Duration of antibiotic therapy in systemic lupus erythematosus patients with hospital-acquired bacterial pneumonia in eastern China

Introduction

Infectious disease is among the leading causes of mortality in immunocompromised hosts (ICHs) especially in those who are diagnosed with systemic lupus erythematosus (SLE). As reported, about thirty percent of these patients present with infections during follow-up and more than one-third of deaths are highly correlated with these diseases (1). Among these infectious diseases, hospital-acquired bacterial pneumonia (HABP) accounts for the vast majority of cases due to respiratory tract dissemination, immunosuppressive agent treatment and glucocorticoid usage (2).

Practice guidelines for the management HABP have been published to direct the empirical antibiotic therapy and the de-escalation strategy (3,4). However, almost all the guidelines do not cover the ICHs like those with SLE (5,6). Thus, information from the current literature about these patients is limited. Despite the enormous progress in the field of HABP management in ICHs, mortality has not decreased substantially in the last decade (2). Many questions remain unanswered about the treatment such as the appropriate duration of antibiotic treatment. The recommended antimicrobial treatment course was shortened from two weeks to approximately seven days (7). Whether “shorter is better” is still unknown, especially in immunocompromised patients with HABP.

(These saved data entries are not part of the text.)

/*!
# Index Map

Bijection between the caller's node identifiers and dense indices `0..n`.
Indices are handed out in first-seen order, so a fixed `nodes()` order always yields
the same mapping and thereby the same tie-breaks in every algorithm.
*/

use std::hash::Hash;

use fxhash::FxHashMap;

use crate::{
    node::{Node, NumNodes},
    ops::GraphView,
};

/// Bidirectional mapping `Id <-> Node`
#[derive(Debug, Clone)]
pub struct IndexMap<I> {
    index_of: FxHashMap<I, Node>,
    ids: Vec<I>,
}

impl<I> Default for IndexMap<I> {
    fn default() -> Self {
        Self {
            index_of: FxHashMap::default(),
            ids: Vec::new(),
        }
    }
}

impl<I> IndexMap<I>
where
    I: Clone + Eq + Hash,
{
    /// Creates an empty map with room for `n` identifiers
    pub fn with_capacity(n: usize) -> Self {
        Self {
            index_of: FxHashMap::with_capacity_and_hasher(n, Default::default()),
            ids: Vec::with_capacity(n),
        }
    }

    /// Numbers the nodes of `graph` in the order `nodes()` reports them.
    /// Does not look at any adjacency.
    pub fn from_graph<G>(graph: &G) -> Self
    where
        G: GraphView<NodeId = I>,
    {
        let mut map = Self::default();
        for id in graph.nodes() {
            map.insert(id.clone());
        }
        map
    }

    /// Returns the index of `id`, assigning the next free index if `id` is new.
    ///
    /// # Panics
    /// Panics if more than `NumNodes::MAX - 1` identifiers are inserted.
    ///
    /// # Examples
    /// ```
    /// use lgraphs::utils::IndexMap;
    ///
    /// let mut map = IndexMap::default();
    /// assert_eq!(map.insert("a"), 0);
    /// assert_eq!(map.insert("b"), 1);
    /// assert_eq!(map.insert("a"), 0);
    /// assert_eq!(map.id_of(1), Some(&"b"));
    /// ```
    pub fn insert(&mut self, id: I) -> Node {
        if let Some(&idx) = self.index_of.get(&id) {
            return idx;
        }

        let idx = self.ids.len() as Node;
        assert!(idx < NumNodes::MAX, "too many nodes for a dense index");
        self.index_of.insert(id.clone(), idx);
        self.ids.push(id);
        idx
    }

    /// Returns the index of `id` if it is known
    pub fn index_of(&self, id: &I) -> Option<Node> {
        self.index_of.get(id).copied()
    }

    /// Returns the identifier with index `idx`
    pub fn id_of(&self, idx: Node) -> Option<&I> {
        self.ids.get(idx as usize)
    }

    /// Returns *true* if `id` is known
    pub fn contains(&self, id: &I) -> bool {
        self.index_of.contains_key(id)
    }

    /// Translates a sequence of indices back to cloned identifiers.
    ///
    /// # Panics
    /// Panics if an index is out of range.
    pub fn ids_of<N>(&self, nodes: N) -> Vec<I>
    where
        N: IntoIterator<Item = Node>,
    {
        nodes
            .into_iter()
            .map(|u| self.ids[u as usize].clone())
            .collect()
    }

    /// Number of identifiers in the map
    pub fn len(&self) -> usize {
        self.ids.len()
    }

    /// Returns *true* if the map is empty
    pub fn is_empty(&self) -> bool {
        self.ids.is_empty()
    }

    /// Returns all identifiers in index order
    pub fn ids(&self) -> &[I] {
        &self.ids
    }
}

Therefore, this retrospective cohort study was conducted to analysis the following status: (I) the course of antibiotic treatment for SLE patients with HABP and (II) factors that influence clinicians’ decisions about the duration of antibiotic therapy.

Methods

Research briefs

The retrospective cohort study was conducted in Rui Jin and Ren Ji Hospital, which are the top two pneumonia and autoimmune disease management medical institutions in eastern China. Information that needs to be analysed was obtained from each hospital’s electronic medical records between January 2015 and December 2019 by three attending physicians. Ethics committee of Shanghai Jiaotong University School of Medicine approved the study (No. 2017-201) and it was conducted in accordance with the Declaration of Helsinki (as revised in 2013). The written informed consent was obtained from all patients.

Study population

In patients who were diagnosed with SLE were included in the study if they were (I) suspected of HABP and (II) within the range of 18 and 80 years old. In patients were excluded if they (I) had an extrapulmonary infection; (II) had no positive pathogen isolation results by culture; (III) died while the duration of antibiotic treatment was not finished; (IV) were pregnant and (V) had an incomplete medical history.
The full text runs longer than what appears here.